Tracking the Homestead’s Individual Winter Solstice

This year’s Winter Solstice, like last year’s, arrived on a bright, clear day! That’s always so gratifying. Just as we did last year, we tracked our solar input through the “local” Solstice.

The view down canal at local “astronomical” Winter Solstice, 8:47 a.m. Alaska Standard Time (Photo: Mark Zeiger).

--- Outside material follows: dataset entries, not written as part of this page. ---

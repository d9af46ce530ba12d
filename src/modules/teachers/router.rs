use axum::{Router, routing::{get, post}};

use crate::modules::teachers::controller::{
    create_teacher, delete_teacher, get_teacher, get_teachers, update_teacher,
};
use crate::state::AppState;

pub fn init_teachers_router() -> Router<AppState> {
    Router::new()
        .route("/", post(create_teacher).get(get_teachers))
        .route(
            "/{id}",
            get(get_teacher)
                .put(update_teacher)
                .patch(update_teacher)
                .delete(delete_teacher),
        )
}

Because of our specific location, our “zenith” or high point of the sun, comes at about 10:15 a.m. local time. That would not be the point at which the sun is highest in our sky, but the maximum incoming solar power for the day, coming between the moment the sun first rises above the ridge of the Coast Range opposite us, to the moment the sun becomes shaded by the bluff south of our property. It will not rise high enough in the sky to crest that bluff on this shortest day of the year.

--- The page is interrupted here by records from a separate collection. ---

use anyhow::anyhow;
use edudesk_core::pagination::like_pattern;
use edudesk_core::{AppError, ListParams, PaginationMeta};
use edudesk_models::classes::{
    Class, ClassWithStats, CreateClassDto, CreateSectionDto, PaginatedClassesResponse,
    PaginatedSectionsResponse, Section, SectionFilterParams, UpdateClassDto, UpdateSectionDto,
};
use edudesk_models::ids::{ClassId, SectionId};
use sqlx::PgPool;
use tracing::instrument;

use crate::utils::{SqlFilters, map_write_error};

const CLASS_WITH_STATS_SELECT: &str = r#"SELECT
        c.id, c.name, c.description,
        (SELECT COUNT(*) FROM sections sec WHERE sec.class_id = c.id) AS section_count,
        (SELECT COUNT(*) FROM students s WHERE s.class_id = c.id) AS student_count,
        c.created_at, c.updated_at
    FROM classes c"#;

const SECTION_SELECT: &str = r#"SELECT
        sec.id, sec.class_id, sec.name, sec.capacity, sec.class_teacher_id,
        c.name AS class_name,
        (SELECT COUNT(*) FROM students s WHERE s.section_id = sec.id) AS student_count,
        sec.created_at, sec.updated_at
    FROM sections sec
    JOIN classes c ON c.id = sec.class_id"#;

const DUPLICATE_CLASS: &str = "A class with this name already exists";
const DUPLICATE_SECTION: &str = "A section with this name already exists in this class";

pub struct ClassService;

impl ClassService {
    #[instrument(skip(db, dto))]
    pub async fn create_class(db: &PgPool, dto: CreateClassDto) -> Result<Class, AppError> {
        let class = sqlx::query_as::<_, Class>(
            r#"INSERT INTO classes (name, description)
               VALUES ($1, $2)
               RETURNING id, name, description, created_at, updated_at"#,
        )
        .bind(dto.name.trim())
        .bind(&dto.description)
        .fetch_one(db)
        .await
        .map_err(|e| map_write_error(e, DUPLICATE_CLASS))?;

        Ok(class)
    }

    #[instrument(skip(db))]
    pub async fn get_classes(
        db: &PgPool,
        params: ListParams,
    ) -> Result<PaginatedClassesResponse, AppError> {
        let limit = params.pagination.limit();
        let offset = params.pagination.offset();

        let mut filters = SqlFilters::new();
        filters.search(&["c.name"], params.search.as_deref().map(like_pattern));
        let where_clause = filters.where_sql();

        let count_query = format!("SELECT COUNT(*) FROM classes c{}", where_clause);
        let total = filters
            .bind_scalar(sqlx::query_scalar::<_, i64>(&count_query))
            .fetch_one(db)
            .await?;

        let data_query = format!(
            "{}{} ORDER BY c.name, c.id LIMIT {} OFFSET {}",
            CLASS_WITH_STATS_SELECT, where_clause, limit, offset
        );
        let classes = filters
            .bind_as(sqlx::query_as::<_, ClassWithStats>(&data_query))
            .fetch_all(db)
            .await?;

        Ok(PaginatedClassesResponse {
            data: classes,
            meta: PaginationMeta::for_params(&params.pagination, total),
        })
    }

    #[instrument(skip(db))]
    pub async fn get_class(db: &PgPool, id: ClassId) -> Result<ClassWithStats, AppError> {
        let query = format!("{} WHERE c.id = $1", CLASS_WITH_STATS_SELECT);
        sqlx::query_as::<_, ClassWithStats>(&query)
            .bind(id)
            .fetch_optional(db)
            .await?
            .ok_or_else(|| AppError::not_found(anyhow!("Class not found")))
    }

    #[instrument(skip(db))]
    async fn ensure_class_exists(db: &PgPool, id: ClassId) -> Result<(), AppError> {
        let exists =
            sqlx::query_scalar::<_, bool>("SELECT EXISTS(SELECT 1 FROM classes WHERE id = $1)")
                .bind(id)
                .fetch_one(db)
                .await?;
        if !exists {
            return Err(AppError::not_found(anyhow!("Class not found")));
        }
        Ok(())
    }

    #[instrument(skip(db, dto))]
    pub async fn update_class(
        db: &PgPool,
        id: ClassId,
        dto: UpdateClassDto,
    ) -> Result<Class, AppError> {
        let existing = sqlx::query_as::<_, Class>(
            "SELECT id, name, description, created_at, updated_at FROM classes WHERE id = $1",
        )
        .bind(id)
        .fetch_optional(db)
        .await?
        .ok_or_else(|| AppError::not_found(anyhow!("Class not found")))?;

        let class = sqlx::query_as::<_, Class>(
            r#"UPDATE classes SET name = $1, description = $2, updated_at = NOW()
               WHERE id = $3
               RETURNING id, name, description, created_at, updated_at"#,
        )
        .bind(dto.name.map(|n| n.trim().to_string()).unwrap_or(existing.name))
        .bind(dto.description.or(existing.description))
        .bind(id)
        .fetch_one(db)
        .await
        .map_err(|e| map_write_error(e, DUPLICATE_CLASS))?;

        Ok(class)
    }

    /// Sections and timetable entries of the class go with it; students stay
    /// enrolled without a class.
    #[instrument(skip(db))]
    pub async fn delete_class(db: &PgPool, id: ClassId) -> Result<(), AppError> {
        let result = sqlx::query("DELETE FROM classes WHERE id = $1")
            .bind(id)
            .execute(db)
            .await?;

        if result.rows_affected() == 0 {
            return Err(AppError::not_found(anyhow!("Class not found")));
        }
        Ok(())
    }

    #[instrument(skip(db, dto))]
    pub async fn create_section(
        db: &PgPool,
        class_id: ClassId,
        dto: CreateSectionDto,
    ) -> Result<Section, AppError> {
        Self::ensure_class_exists(db, class_id).await?;

        let id = sqlx::query_scalar::<_, SectionId>(
            r#"INSERT INTO sections (class_id, name, capacity, class_teacher_id)
               VALUES ($1, $2, $3, $4)
               RETURNING id"#,
        )
        .bind(class_id)
        .bind(dto.name.trim())
        .bind(dto.capacity)
        .bind(dto.class_teacher_id)
        .fetch_one(db)
        .await
        .map_err(|e| map_write_error(e, DUPLICATE_SECTION))?;

        Self::get_section(db, id).await
    }

    #[instrument(skip(db))]
    pub async fn get_sections(
        db: &PgPool,
        params: SectionFilterParams,
    ) -> Result<PaginatedSectionsResponse, AppError> {
        let limit = params.pagination.limit();
        let offset = params.pagination.offset();

        let mut filters = SqlFilters::new();
        filters
            .eq_uuid("sec.class_id", params.class_id)
            .search(&["sec.name"], params.search.as_deref().map(like_pattern));
        let where_clause = filters.where_sql();

        let count_query = format!("SELECT COUNT(*) FROM sections sec{}", where_clause);
        let total = filters
            .bind_scalar(sqlx::query_scalar::<_, i64>(&count_query))
            .fetch_one(db)
            .await?;

        let data_query = format!(
            "{}{} ORDER BY c.name, sec.name, sec.id LIMIT {} OFFSET {}",
            SECTION_SELECT, where_clause, limit, offset
        );
        let sections = filters
            .bind_as(sqlx::query_as::<_, Section>(&data_query))
            .fetch_all(db)
            .await?;

        Ok(PaginatedSectionsResponse {
            data: sections,
            meta: PaginationMeta::for_params(&params.pagination, total),
        })
    }

    /// Sections of one class; `404` when the class does not exist.
    #[instrument(skip(db))]
    pub async fn get_class_sections(
        db: &PgPool,
        class_id: ClassId,
        params: ListParams,
    ) -> Result<PaginatedSectionsResponse, AppError> {
        Self::ensure_class_exists(db, class_id).await?;
        Self::get_sections(
            db,
            SectionFilterParams {
                class_id: Some(class_id),
                search: params.search,
                pagination: params.pagination,
            },
        )
        .await
    }

    #[instrument(skip(db))]
    pub async fn get_section(db: &PgPool, id: SectionId) -> Result<Section, AppError> {
        let query = format!("{} WHERE sec.id = $1", SECTION_SELECT);
        sqlx::query_as::<_, Section>(&query)
            .bind(id)
            .fetch_optional(db)
            .await?
            .ok_or_else(|| AppError::not_found(anyhow!("Section not found")))
    }

    #[instrument(skip(db, dto))]
    pub async fn update_section(
        db: &PgPool,
        id: SectionId,
        dto: UpdateSectionDto,
    ) -> Result<Section, AppError> {
        let existing = Self::get_section(db, id).await?;

        sqlx::query(
            r#"UPDATE sections
               SET name = $1, capacity = $2, class_teacher_id = $3, updated_at = NOW()
               WHERE id = $4"#,
        )
        .bind(dto.name.map(|n| n.trim().to_string()).unwrap_or(existing.name))
        .bind(dto.capacity.or(existing.capacity))
        .bind(dto.class_teacher_id.or(existing.class_teacher_id))
        .bind(id)
        .execute(db)
        .await
        .map_err(|e| map_write_error(e, DUPLICATE_SECTION))?;

        Self::get_section(db, id).await
    }

    #[instrument(skip(db))]
    pub async fn delete_section(db: &PgPool, id: SectionId) -> Result<(), AppError> {
        let result = sqlx::query("DELETE FROM sections WHERE id = $1")
            .bind(id)
            .execute(db)
            .await?;

        if result.rows_affected() == 0 {
            return Err(AppError::not_found(anyhow!("Section not found")));
        }
        Ok(())
    }
}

We track it with the control panel of the solar array.

We started with .1 amp at 9:35 a.m. It reached .5 amps at 9:55; .7 amps at 10:00, and a maximum of .9 amps at 10:15 a.m. When the sun hit the south bluff at 10:18 it fell sharply to .1 amp, after which we began to get a slight “bounce” of energy from sunlight reflecting off the mountains opposite. That’s been a steady .2 amps for the last hour.

The zenith of the Winter Solstice sun from our homestead (Photo: Mark Zeiger).

The Solstice sun begins to pass behind the south bluff (Photo: Mark Zeiger).

Darkness will come after 3:00 or so this afternoon. Tonight we’ll celebrate, marking one more event in our Christmas season. Within a few days, the sun will begin to appear for longer and longer, as the circle turns, ever so slightly, toward the coming spring. Happy Winter Solstice!